Primary LanguageJupyter NotebookGNU General Public License v3.0GPL-3.0

TransMut: Automatically optimize mutated peptide program from the Transformer-derived self-attention model to predict peptide and HLA binding

1. All software dependencies and oprating system:

The dependencies is the pytorch environment on linux system, the operating system is CentOS Linux release 7.7.1908.

2. Any required non-standard hardware: The GPU we used GeForce RTX 3080 GPU and CUDA 11.1.

3. Software version: This is the 1th version, this verision has been tested on indenpendent set, external set, neoantigen data, and HPV vaccine data.

4. Installation guide:

(1) Instructions:

  • Install pytorch environment on your linux system: pip install -r pHLAIformer_simple_requirements.txt pHLAIformer_simple_requirements.txt is a simplified version of the dependency package selected by the author.
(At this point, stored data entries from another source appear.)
// Copyright (c) 2025, The Ruskit Authors
// MIT License
// All rights reserved.

//! # Broker Topology Provisioning
//!
//! Declares the exchange and queue tasks flow through, binds them, and sets the
//! prefetch window of the channel.
//!
//! Declarations are idempotent. `AmqpTopology` remembers what it already declared on
//! its channel: an identical redeclaration returns immediately, while a
//! redeclaration with different flags is rejected with
//! `BrokerError::TopologyMismatch` instead of being forwarded to the broker. Entities
//! that already exist on the broker with other flags come back from the broker as a
//! `PRECONDITION_FAILED`, surfaced as `ChannelError::PreconditionFailed` inside the
//! declare error.

use crate::{
    channel::AmqpChannel,
    config::BrokerConfig,
    errors::BrokerError,
    exchange::ExchangeConfig,
    queue::QueueConfig,
};
use lapin::types::FieldTable;
use std::{
    collections::{HashMap, HashSet},
    sync::Arc,
};
use tracing::{debug, error};

/// Declares topology on a single channel and tracks what has been declared on it.
pub struct AmqpTopology {
    channel: Arc<dyn AmqpChannel>,
    exchanges: HashMap<String, ExchangeConfig>,
    queues: HashMap<String, QueueConfig>,
    bindings: HashSet<(String, String)>,
    prefetch: Option<u16>,
}

impl AmqpTopology {
    pub fn new(channel: Arc<dyn AmqpChannel>) -> AmqpTopology {
        AmqpTopology {
            channel,
            exchanges: HashMap::default(),
            queues: HashMap::default(),
            bindings: HashSet::default(),
            prefetch: None,
        }
    }

    /// Provisions everything a consumer of `cfg` needs, in order: exchange, queue
    /// (and its DLQ), binding, prefetch.
    pub async fn install(&mut self, cfg: &BrokerConfig) -> Result<(), BrokerError> {
        self.declare_exchange(&cfg.exchange).await?;
        self.declare_queue(&cfg.queue).await?;
        self.bind_queue(&cfg.queue, &cfg.exchange).await?;
        self.set_prefetch(cfg.prefetch).await
    }

    pub async fn declare_exchange(&mut self, def: &ExchangeConfig) -> Result<(), BrokerError> {
        if let Some(declared) = self.exchanges.get(&def.name) {
            return if declared == def {
                debug!("exchange: {} already declared", def.name);
                Ok(())
            } else {
                error!(name = def.name, "exchange redeclared with different parameters");
                Err(BrokerError::TopologyMismatch(def.name.clone()))
            };
        }

        debug!("creating exchange: {}", def.name);

        match self
            .channel
            .declare_exchange(&def.name, def.kind, def.declare_options())
            .await
        {
            Err(err) => {
                error!(
                    error = err.to_string(),
                    name = def.name,
                    "error to declare the exchange"
                );
                Err(BrokerError::DeclareExchange {
                    name: def.name.clone(),
                    source: err,
                })
            }
            _ => Ok(()),
        }?;

        self.exchanges.insert(def.name.clone(), def.clone());
        debug!("exchange: {} was created", def.name);

        Ok(())
    }

    pub async fn declare_queue(&mut self, def: &QueueConfig) -> Result<(), BrokerError> {
        if let Some(declared) = self.queues.get(&def.name) {
            return if declared == def {
                debug!("queue: {} already declared", def.name);
                Ok(())
            } else {
                error!(name = def.name, "queue redeclared with different parameters");
                Err(BrokerError::TopologyMismatch(def.name.clone()))
            };
        }

        if let Some(dlq_name) = def.dlq_name() {
            self.declare(&dlq_name, def, FieldTable::default()).await?;
        }

        self.declare(&def.name, def, def.arguments()).await?;

        self.queues.insert(def.name.clone(), def.clone());
        Ok(())
    }

    async fn declare(
        &self,
        name: &str,
        def: &QueueConfig,
        arguments: FieldTable,
    ) -> Result<(), BrokerError> {
        debug!("creating queue: {}", name);

        match self
            .channel
            .declare_queue(name, def.declare_options(), arguments)
            .await
        {
            Err(err) => {
                error!(error = err.to_string(), name, "error to declare the queue");
                Err(BrokerError::DeclareQueue {
                    name: name.to_owned(),
                    source: err,
                })
            }
            _ => {
                debug!("queue: {} was created", name);
                Ok(())
            }
        }
    }

    /// Binds `queue` to `exchange` with the queue name as routing key.
    pub async fn bind_queue(
        &mut self,
        queue: &QueueConfig,
        exchange: &ExchangeConfig,
    ) -> Result<(), BrokerError> {
        let key = (queue.name.clone(), exchange.name.clone());
        if self.bindings.contains(&key) {
            return Ok(());
        }

        debug!(
            "binding queue: {} to the exchange: {} with the key: {}",
            queue.name, exchange.name, queue.name
        );

        match self
            .channel
            .bind_queue(&queue.name, &exchange.name, &queue.name)
            .await
        {
            Err(err) => {
                error!(error = err.to_string(), "error to bind queue to exchange");
                Err(BrokerError::BindQueue {
                    queue: queue.name.clone(),
                    exchange: exchange.name.clone(),
                    source: err,
                })
            }
            _ => Ok(()),
        }?;

        self.bindings.insert(key);
        Ok(())
    }

    /// Sets how many unacknowledged deliveries the broker may push to this channel.
    pub async fn set_prefetch(&mut self, count: u16) -> Result<(), BrokerError> {
        // zero means "unlimited" to the broker
        if count == 0 {
            return Err(BrokerError::Qos("prefetch count must be positive".to_owned()));
        }

        if self.prefetch == Some(count) {
            return Ok(());
        }

        if let Err(err) = self.channel.set_prefetch(count).await {
            error!(error = err.to_string(), count, "error to configure qos");
            return Err(BrokerError::Qos(err.to_string()));
        }

        debug!("prefetch set to {}", count);
        self.prefetch = Some(count);
        Ok(())
    }

    pub fn prefetch(&self) -> Option<u16> {
        self.prefetch
    }
}

#[cfg(test)]
mod tests {
    use super::*;
    use crate::{
        channel::MockAmqpChannel,
        errors::ChannelError,
        exchange::ExchangeKind,
        queue::AMQP_HEADERS_DEAD_LETTER_ROUTING_KEY,
    };
    use mockall::Sequence;

    #[tokio::test]
    async fn install_declares_default_topology_in_order() {
        let mut channel = MockAmqpChannel::new();
        let mut seq = Sequence::new();

        channel
            .expect_declare_exchange()
            .withf(|name, kind, opts| {
                name == "default" && *kind == ExchangeKind::Direct && opts.durable && opts.auto_delete
            })
            .times(1)
            .in_sequence(&mut seq)
            .returning(|_, _, _| Ok(()));
        channel
            .expect_declare_queue()
            .withf(|name, opts, args| {
                name == "celery" && opts.durable && !opts.auto_delete && args.inner().is_empty()
            })
            .times(1)
            .in_sequence(&mut seq)
            .returning(|_, _, _| Ok(()));
        channel
            .expect_bind_queue()
            .withf(|queue, exchange, key| queue == "celery" && exchange == "default" && key == "celery")
            .times(1)
            .in_sequence(&mut seq)
            .returning(|_, _, _| Ok(()));
        channel
            .expect_set_prefetch()
            .withf(|count| *count == 4)
            .times(1)
            .in_sequence(&mut seq)
            .returning(|_| Ok(()));

        let mut topology = AmqpTopology::new(Arc::new(channel));
        topology.install(&BrokerConfig::default()).await.unwrap();
        assert_eq!(topology.prefetch(), Some(4));
    }

    #[tokio::test]
    async fn identical_redeclare_is_a_no_op() {
        let mut channel = MockAmqpChannel::new();
        channel
            .expect_declare_exchange()
            .times(1)
            .returning(|_, _, _| Ok(()));
        channel
            .expect_declare_queue()
            .times(1)
            .returning(|_, _, _| Ok(()));
        channel.expect_set_prefetch().times(1).returning(|_| Ok(()));

        let mut topology = AmqpTopology::new(Arc::new(channel));
        let exchange = ExchangeConfig::default();
        let queue = QueueConfig::default();

        topology.declare_exchange(&exchange).await.unwrap();
        topology.declare_exchange(&exchange.clone()).await.unwrap();
        topology.declare_queue(&queue).await.unwrap();
        topology.declare_queue(&QueueConfig::new("celery")).await.unwrap();
        topology.set_prefetch(4).await.unwrap();
        topology.set_prefetch(4).await.unwrap();
    }

    #[tokio::test]
    async fn mismatched_redeclare_is_rejected() {
        let mut channel = MockAmqpChannel::new();
        channel
            .expect_declare_exchange()
            .times(1)
            .returning(|_, _, _| Ok(()));
        channel
            .expect_declare_queue()
            .times(1)
            .returning(|_, _, _| Ok(()));

        let mut topology = AmqpTopology::new(Arc::new(channel));
        topology.declare_exchange(&ExchangeConfig::default()).await.unwrap();
        topology.declare_queue(&QueueConfig::default()).await.unwrap();

        assert_eq!(
            topology
                .declare_exchange(&ExchangeConfig::default().auto_delete(false))
                .await,
            Err(BrokerError::TopologyMismatch("default".to_owned()))
        );
        assert_eq!(
            topology
                .declare_exchange(&ExchangeConfig::default().kind(ExchangeKind::Fanout))
                .await,
            Err(BrokerError::TopologyMismatch("default".to_owned()))
        );
        assert_eq!(
            topology
                .declare_queue(&QueueConfig::default().durable(false))
                .await,
            Err(BrokerError::TopologyMismatch("celery".to_owned()))
        );
    }

    #[tokio::test]
    async fn broker_precondition_failure_is_surfaced() {
        let mut channel = MockAmqpChannel::new();
        channel.expect_declare_queue().times(1).returning(|_, _, _| {
            Err(ChannelError::PreconditionFailed(
                "inequivalent arg 'durable'".to_owned(),
            ))
        });

        let mut topology = AmqpTopology::new(Arc::new(channel));
        let err = topology.declare_queue(&QueueConfig::default()).await.unwrap_err();

        assert!(matches!(
            err,
            BrokerError::DeclareQueue {
                ref name,
                source: ChannelError::PreconditionFailed(_),
            } if name == "celery"
        ));
        assert!(err.is_setup_failure());
    }

    #[tokio::test]
    async fn dlq_is_declared_before_the_main_queue() {
        let mut channel = MockAmqpChannel::new();
        let mut seq = Sequence::new();

        channel
            .expect_declare_queue()
            .withf(|name, _, args| name == "tasks-dlq" && args.inner().is_empty())
            .times(1)
            .in_sequence(&mut seq)
            .returning(|_, _, _| Ok(()));
        channel
            .expect_declare_queue()
            .withf(|name, _, args| {
                name == "tasks" && args.inner().contains_key(AMQP_HEADERS_DEAD_LETTER_ROUTING_KEY)
            })
            .times(1)
            .in_sequence(&mut seq)
            .returning(|_, _, _| Ok(()));

        let mut topology = AmqpTopology::new(Arc::new(channel));
        topology
            .declare_queue(&QueueConfig::new("tasks").with_dlq())
            .await
            .unwrap();
    }

    #[tokio::test]
    async fn zero_prefetch_is_rejected() {
        let channel = MockAmqpChannel::new();
        let mut topology = AmqpTopology::new(Arc::new(channel));

        assert!(matches!(
            topology.set_prefetch(0).await,
            Err(BrokerError::Qos(_))
        ));
        assert_eq!(topology.prefetch(), None);
    }
}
If the dependency package is not installed enough, you can check pHLAIformer_requirements.txt to check the version of the corresponding dependency package. The installation of pytorch needs to correspond to your system, GPU and other versions, please check https://pytorch.org/get-started/locally/, we are using GeForce RTX 3080 GPU and CUDA 11.1.

  • Enter the current directory: cd ./TransPHLA-AOMP/

(2) Typical install time on a "normal" destop computer: The install time for this code cannot be determinated, it depends on the network situation and computer configuration. The user-friendly webserver is no need to be installed, so there is no install time.

5. Demo:

(1) Instructions to run on data:

  • Code: python pHLAIformer.py --peptide_file "peptides.fasta" --HLA_file "hlas.fasta" --threshold 0.5 --cut_length 10 --cut_peptide True --output_dir './results/' --output_attention True --output_heatmap True --output_mutation True

  • Webserver: click the Example button on the https://issubmission.sjtu.edu.cn/TransPHLA-AOMP/index.html and click the submit button.

(2) Excepted output: The output can be seen in https://issubmission.sjtu.edu.cn/TransPHLA-AOMP/tutorials.html

(3) Expected run time for demo on a "normal" desktop computer:

  • Code: The prediction of 170000 peptide-HLA binders only needs 2 minutes on a CPU.

  • Webserver: For one sample, if we choose to generate all optional output, we need approximately 30

6. Instructions for use:

(1) How to run the software on your data: https://issubmission.sjtu.edu.cn/TransPHLA-AOMP/tutorials.html

(2) Reproduction instructions: You can input the same data many times on the webserver to obtain the reproduction results.

peptides.fasta and hlas.fasta are sample files provided by us, which contain some error debug cases.

Parameter:

  • peptide_file: type = str, help = the filename of the .fasta file contains peptides
  • HLA_file: type = str, help = the filename of the .fasta file contains sequence
  • threshold: type = float, default = 0.5, help = the threshold to define predicted binder, float from 0 - 1, the recommended value is 0.5
  • cut_peptide: type = bool, default = True, help = Whether to split peptides larger than cut_length?
  • cut_length: type = int, default = 9, help = if there is a peptide sequence length > 15, we will segment the peptide according the length you choose, from 8 - 15
  • output_dir: type = str, help = The directory where the output results are stored.
  • output_attention, type = bool, default = True, help = Output the mutual influence of peptide and HLA on the binding?
  • output_heatmap: type = bool, default = True, help = Visualize the mutual influence of peptide and HLA on the binding?
  • output_mutation: type = bool, default = True, help = Whether to perform mutations with better affinity for each sample?